**EXERCISE DESCRIPTION**
In the entries below, find each line with the word "NewMessage" and return it.

════════════════════

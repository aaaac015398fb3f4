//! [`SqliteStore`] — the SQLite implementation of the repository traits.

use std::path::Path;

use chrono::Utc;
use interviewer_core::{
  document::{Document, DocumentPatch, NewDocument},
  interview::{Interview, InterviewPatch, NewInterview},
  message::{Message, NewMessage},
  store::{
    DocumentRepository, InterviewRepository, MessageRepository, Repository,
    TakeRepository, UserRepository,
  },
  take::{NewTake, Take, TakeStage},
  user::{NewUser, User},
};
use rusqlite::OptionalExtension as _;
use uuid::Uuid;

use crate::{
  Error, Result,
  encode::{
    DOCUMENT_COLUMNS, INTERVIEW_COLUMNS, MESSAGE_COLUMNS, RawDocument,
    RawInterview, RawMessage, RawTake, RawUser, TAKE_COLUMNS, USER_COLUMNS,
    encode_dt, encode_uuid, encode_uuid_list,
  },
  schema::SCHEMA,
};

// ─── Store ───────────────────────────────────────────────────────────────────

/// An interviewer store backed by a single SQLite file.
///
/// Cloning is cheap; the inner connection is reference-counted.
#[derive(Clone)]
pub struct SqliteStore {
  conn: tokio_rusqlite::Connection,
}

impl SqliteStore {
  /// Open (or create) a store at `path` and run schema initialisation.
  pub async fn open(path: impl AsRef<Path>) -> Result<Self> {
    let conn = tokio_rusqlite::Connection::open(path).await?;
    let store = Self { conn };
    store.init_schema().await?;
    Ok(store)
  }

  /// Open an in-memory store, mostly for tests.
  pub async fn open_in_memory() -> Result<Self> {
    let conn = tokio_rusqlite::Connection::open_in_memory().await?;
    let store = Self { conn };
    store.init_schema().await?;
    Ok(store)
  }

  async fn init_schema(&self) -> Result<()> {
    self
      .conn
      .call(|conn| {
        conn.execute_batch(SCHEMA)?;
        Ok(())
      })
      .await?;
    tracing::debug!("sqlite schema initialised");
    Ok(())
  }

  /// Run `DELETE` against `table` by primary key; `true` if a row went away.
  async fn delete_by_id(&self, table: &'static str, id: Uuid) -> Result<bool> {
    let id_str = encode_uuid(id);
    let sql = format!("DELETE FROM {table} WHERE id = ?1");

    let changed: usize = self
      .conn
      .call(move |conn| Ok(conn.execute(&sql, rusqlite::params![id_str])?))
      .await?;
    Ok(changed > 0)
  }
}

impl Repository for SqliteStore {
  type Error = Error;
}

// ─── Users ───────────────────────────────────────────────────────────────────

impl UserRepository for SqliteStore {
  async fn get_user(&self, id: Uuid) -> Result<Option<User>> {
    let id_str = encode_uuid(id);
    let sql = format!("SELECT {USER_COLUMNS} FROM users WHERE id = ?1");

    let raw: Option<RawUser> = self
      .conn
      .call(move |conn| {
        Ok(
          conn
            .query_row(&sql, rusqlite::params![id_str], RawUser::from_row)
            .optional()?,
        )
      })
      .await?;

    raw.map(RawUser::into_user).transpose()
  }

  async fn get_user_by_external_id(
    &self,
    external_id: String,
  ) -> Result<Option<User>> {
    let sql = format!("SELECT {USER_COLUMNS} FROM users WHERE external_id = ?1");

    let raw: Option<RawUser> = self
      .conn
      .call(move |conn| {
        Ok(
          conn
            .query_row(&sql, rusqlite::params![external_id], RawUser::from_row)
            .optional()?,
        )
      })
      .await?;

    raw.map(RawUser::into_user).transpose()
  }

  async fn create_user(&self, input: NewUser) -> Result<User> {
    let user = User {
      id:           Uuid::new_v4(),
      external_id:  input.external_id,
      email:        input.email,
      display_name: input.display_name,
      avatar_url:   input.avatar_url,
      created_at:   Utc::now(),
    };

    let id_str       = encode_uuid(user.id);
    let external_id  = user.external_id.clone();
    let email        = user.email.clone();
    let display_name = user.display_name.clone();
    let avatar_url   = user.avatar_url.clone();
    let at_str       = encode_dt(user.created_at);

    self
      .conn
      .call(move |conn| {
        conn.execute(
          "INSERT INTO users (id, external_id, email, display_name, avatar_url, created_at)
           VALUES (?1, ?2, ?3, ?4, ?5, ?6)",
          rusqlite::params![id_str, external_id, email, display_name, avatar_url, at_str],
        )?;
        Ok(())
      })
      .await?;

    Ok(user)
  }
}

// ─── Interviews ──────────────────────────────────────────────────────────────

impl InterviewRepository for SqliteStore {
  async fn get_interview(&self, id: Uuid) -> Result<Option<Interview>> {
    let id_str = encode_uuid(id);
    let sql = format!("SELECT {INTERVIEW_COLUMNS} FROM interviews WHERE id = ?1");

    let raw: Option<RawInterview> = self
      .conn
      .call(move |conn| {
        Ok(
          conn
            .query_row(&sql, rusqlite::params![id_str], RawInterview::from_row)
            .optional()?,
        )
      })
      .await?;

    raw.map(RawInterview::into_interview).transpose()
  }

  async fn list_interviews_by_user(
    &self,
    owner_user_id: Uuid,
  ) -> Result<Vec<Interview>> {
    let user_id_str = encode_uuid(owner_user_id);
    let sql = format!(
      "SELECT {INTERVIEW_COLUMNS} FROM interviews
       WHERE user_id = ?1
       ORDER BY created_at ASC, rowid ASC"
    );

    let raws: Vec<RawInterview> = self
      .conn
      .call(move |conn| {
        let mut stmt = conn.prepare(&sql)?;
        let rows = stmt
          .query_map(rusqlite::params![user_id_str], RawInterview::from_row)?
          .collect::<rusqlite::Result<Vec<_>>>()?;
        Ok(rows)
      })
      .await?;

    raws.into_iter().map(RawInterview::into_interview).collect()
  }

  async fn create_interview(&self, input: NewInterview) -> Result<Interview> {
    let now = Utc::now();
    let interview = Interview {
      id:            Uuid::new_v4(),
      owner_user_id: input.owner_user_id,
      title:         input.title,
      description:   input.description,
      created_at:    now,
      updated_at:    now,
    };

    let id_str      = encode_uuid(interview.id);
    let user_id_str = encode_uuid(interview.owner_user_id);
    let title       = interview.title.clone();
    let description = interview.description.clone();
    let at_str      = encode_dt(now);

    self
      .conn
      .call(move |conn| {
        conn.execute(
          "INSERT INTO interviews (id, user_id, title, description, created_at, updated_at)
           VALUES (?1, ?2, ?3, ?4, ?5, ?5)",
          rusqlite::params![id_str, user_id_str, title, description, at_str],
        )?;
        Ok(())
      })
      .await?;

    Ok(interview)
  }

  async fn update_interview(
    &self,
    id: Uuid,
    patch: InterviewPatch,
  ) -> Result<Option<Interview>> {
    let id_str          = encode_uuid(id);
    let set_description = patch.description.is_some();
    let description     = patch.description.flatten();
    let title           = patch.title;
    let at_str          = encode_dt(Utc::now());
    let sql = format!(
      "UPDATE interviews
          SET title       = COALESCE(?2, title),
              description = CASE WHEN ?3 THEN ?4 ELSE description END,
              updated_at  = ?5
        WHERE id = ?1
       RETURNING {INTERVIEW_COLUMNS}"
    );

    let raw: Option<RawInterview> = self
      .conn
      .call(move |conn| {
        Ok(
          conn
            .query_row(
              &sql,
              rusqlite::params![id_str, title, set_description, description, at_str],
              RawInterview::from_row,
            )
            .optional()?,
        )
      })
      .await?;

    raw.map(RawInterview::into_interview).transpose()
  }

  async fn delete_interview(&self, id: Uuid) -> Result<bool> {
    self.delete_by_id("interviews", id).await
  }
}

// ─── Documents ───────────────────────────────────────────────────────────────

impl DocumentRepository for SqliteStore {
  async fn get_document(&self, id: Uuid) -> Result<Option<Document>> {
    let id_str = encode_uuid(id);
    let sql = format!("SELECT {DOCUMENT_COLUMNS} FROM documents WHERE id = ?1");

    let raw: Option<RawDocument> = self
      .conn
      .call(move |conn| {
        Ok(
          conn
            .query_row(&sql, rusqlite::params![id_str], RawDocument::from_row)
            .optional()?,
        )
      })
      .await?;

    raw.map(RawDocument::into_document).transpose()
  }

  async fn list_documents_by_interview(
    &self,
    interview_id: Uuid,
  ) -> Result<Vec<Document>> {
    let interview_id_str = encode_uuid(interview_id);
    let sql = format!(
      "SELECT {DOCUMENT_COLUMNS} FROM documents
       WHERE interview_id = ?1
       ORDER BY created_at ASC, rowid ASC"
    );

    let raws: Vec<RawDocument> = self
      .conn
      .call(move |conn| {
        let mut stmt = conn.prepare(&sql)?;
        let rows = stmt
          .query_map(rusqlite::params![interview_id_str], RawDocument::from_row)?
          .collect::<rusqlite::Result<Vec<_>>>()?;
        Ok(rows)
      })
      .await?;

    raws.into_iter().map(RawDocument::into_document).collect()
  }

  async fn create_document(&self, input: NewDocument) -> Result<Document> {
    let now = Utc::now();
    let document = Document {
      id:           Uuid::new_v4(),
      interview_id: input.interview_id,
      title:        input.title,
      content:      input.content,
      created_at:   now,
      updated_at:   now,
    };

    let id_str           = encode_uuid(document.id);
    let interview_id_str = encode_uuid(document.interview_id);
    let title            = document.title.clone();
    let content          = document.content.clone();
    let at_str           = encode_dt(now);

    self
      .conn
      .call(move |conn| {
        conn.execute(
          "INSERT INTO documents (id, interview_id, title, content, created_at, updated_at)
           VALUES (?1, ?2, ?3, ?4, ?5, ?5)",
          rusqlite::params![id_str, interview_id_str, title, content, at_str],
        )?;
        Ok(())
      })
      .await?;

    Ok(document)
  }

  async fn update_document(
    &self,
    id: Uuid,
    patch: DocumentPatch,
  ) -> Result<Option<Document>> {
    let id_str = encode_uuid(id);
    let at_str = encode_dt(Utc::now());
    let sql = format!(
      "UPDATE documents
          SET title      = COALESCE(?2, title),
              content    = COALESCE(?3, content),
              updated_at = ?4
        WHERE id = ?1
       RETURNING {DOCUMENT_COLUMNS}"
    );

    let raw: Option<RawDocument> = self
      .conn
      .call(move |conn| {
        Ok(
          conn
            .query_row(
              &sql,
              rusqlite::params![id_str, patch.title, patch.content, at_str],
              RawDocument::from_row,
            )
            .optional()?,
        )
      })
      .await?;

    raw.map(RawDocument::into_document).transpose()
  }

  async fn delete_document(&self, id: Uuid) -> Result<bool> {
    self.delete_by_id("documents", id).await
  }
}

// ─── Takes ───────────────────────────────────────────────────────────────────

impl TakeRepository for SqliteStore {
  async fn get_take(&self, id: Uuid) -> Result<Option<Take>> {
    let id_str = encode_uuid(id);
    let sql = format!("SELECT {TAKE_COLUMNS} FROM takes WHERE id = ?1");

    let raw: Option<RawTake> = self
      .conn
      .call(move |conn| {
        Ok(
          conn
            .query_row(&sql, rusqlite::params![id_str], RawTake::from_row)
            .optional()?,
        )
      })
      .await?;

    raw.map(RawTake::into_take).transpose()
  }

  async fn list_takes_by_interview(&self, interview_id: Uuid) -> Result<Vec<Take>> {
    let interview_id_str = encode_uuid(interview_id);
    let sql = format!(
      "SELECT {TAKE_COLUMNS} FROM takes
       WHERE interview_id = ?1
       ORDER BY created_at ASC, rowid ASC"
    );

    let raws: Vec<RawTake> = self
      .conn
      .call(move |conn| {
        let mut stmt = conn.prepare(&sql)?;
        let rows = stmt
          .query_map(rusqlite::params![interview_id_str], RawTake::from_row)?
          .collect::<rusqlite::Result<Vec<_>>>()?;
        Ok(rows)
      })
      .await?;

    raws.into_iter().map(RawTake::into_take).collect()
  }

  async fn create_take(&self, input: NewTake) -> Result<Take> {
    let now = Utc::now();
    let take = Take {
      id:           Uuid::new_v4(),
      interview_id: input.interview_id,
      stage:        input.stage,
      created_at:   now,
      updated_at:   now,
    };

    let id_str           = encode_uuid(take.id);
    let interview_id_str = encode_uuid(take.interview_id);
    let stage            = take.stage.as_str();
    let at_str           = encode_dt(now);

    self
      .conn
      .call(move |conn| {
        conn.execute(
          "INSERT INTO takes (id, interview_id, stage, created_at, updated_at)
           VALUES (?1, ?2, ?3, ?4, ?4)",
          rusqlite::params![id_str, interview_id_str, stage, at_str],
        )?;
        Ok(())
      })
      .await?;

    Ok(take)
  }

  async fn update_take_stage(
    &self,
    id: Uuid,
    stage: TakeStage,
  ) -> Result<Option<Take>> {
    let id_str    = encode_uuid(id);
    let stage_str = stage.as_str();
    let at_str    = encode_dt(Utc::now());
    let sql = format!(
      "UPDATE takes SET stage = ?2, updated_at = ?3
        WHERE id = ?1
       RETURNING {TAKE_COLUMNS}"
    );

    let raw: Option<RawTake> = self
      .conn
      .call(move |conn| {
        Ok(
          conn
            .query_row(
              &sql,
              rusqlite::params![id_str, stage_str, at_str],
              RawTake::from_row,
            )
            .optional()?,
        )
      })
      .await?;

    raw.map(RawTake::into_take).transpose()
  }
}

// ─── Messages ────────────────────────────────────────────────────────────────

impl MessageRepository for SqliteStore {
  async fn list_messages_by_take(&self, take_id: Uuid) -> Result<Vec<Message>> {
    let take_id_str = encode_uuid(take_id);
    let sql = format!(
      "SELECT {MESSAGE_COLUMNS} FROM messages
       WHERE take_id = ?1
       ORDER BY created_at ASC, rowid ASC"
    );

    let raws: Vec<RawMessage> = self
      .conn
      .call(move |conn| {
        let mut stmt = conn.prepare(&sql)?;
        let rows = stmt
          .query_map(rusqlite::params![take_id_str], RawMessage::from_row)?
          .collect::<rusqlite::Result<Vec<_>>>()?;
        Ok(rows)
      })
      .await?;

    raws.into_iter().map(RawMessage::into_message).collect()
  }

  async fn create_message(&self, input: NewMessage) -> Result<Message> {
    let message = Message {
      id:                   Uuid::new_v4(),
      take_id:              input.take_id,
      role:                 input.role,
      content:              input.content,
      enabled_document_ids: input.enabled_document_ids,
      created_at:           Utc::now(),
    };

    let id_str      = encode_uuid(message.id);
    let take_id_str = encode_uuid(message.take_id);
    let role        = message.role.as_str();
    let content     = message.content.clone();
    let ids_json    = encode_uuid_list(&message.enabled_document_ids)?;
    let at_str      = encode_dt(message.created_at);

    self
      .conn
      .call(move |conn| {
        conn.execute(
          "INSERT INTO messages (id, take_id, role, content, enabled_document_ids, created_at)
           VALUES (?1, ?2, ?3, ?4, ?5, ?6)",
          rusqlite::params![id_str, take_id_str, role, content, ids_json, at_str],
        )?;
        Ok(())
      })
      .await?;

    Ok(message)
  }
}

════════════════════

**FINAL ANSWER**
  message::{Message, NewMessage},
  async fn create_message(&self, input: NewMessage) -> Result<Message> {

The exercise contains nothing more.